The department is also expected to approve an Apple-led consortium's bid to acquire a group of patents from bankrupt Canadian company Nortel Networks.
Both deals are expected to be cleared early next week.
Google, whose Android software is the top operating system for Internet-enabled smart phones, announced in August it planned to acquire phone-maker Motorola Mobility.
The deal will give Google one of the mobile phone industry's largest patent libraries, as well as hardware manufacturing operations that will allow Google to develop its own line of smart phones.
The Apple-led consortium, which includes RIM, Microsoft, EMC, Ericsson and Sony, had agreed in July pay $4.5 billion for 6,000 patents and patent applications that telecom-equipment maker Nortel had put up for sale, including coveted 4G wireless technologies.
The companies joined forces to outbid Google for the patents.
Google, the world's No. 1 search engine, has been under increasing regulatory scrutiny.
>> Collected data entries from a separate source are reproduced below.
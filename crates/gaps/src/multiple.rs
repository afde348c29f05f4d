use model::{FixedGaps, Range, RandomGaps};
use rand::Rng;

use crate::{halving::fit_threshold, single, AcceptedRanges, RejectReason};

/// Tries every start fraction in list order against the ranges accepted so
/// far. A gap overlapping an earlier one is dropped, not shifted.
pub fn place_fixed(
    gaps: &FixedGaps,
    cumulative: &[f64],
    ranges: &mut AcceptedRanges<usize>,
) -> usize {
    gaps.start_fractions
        .iter()
        .filter(|fraction| {
            single::place_fixed(gaps.target_length, **fraction, cumulative, ranges)
                .is_ok()
        })
        .count()
}

/// Splits the trajectory into `count` segments of equal length and cuts one
/// gap of random start and length into each of them. A gap never leaves its
/// segment, so neighbouring gaps may share a segment bound.
pub fn place_random<R: Rng + ?Sized>(
    gaps: &RandomGaps,
    cumulative: &[f64],
    rng: &mut R,
    ranges: &mut AcceptedRanges<f64>,
) -> usize {
    if gaps.count == 0 {
        return 0;
    }
    let total = cumulative.last().copied().unwrap_or(0.0);
    let segment_length = total / gaps.count as f64;

    let mut accepted = 0;
    for segment in 0..gaps.count {
        let segment_start = segment as f64 * segment_length;
        let segment_end = (segment + 1) as f64 * segment_length;

        let Some(threshold) = fit_threshold(gaps.min_length, segment_length) else {
            ranges.reject(RejectReason::ThresholdUnderflow);
            continue;
        };
        if segment_length <= 0.0 {
            ranges.reject(RejectReason::Empty);
            continue;
        }

        let latest_start = (segment_end - threshold).max(segment_start);
        let start = rng.gen_range(segment_start..=latest_start);
        let length = rng.gen_range(threshold..=(segment_end - start).max(threshold));
        if ranges
            .try_accept_confined(Range::new(start, start + length))
            .is_ok()
        {
            accepted += 1;
        }
    }
    accepted
}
The U.S. Federal Trade Commission and the European Union are both investigating Google's business practices. The company faces accusations it uses its clout in the search market to beat rivals as it moves into related businesses.
The Justice Department will likely continue monitoring patent litigation in the telecom space, according to the sources.
The department of Justice, Google, and Apple did not immediately respond to requests for comment.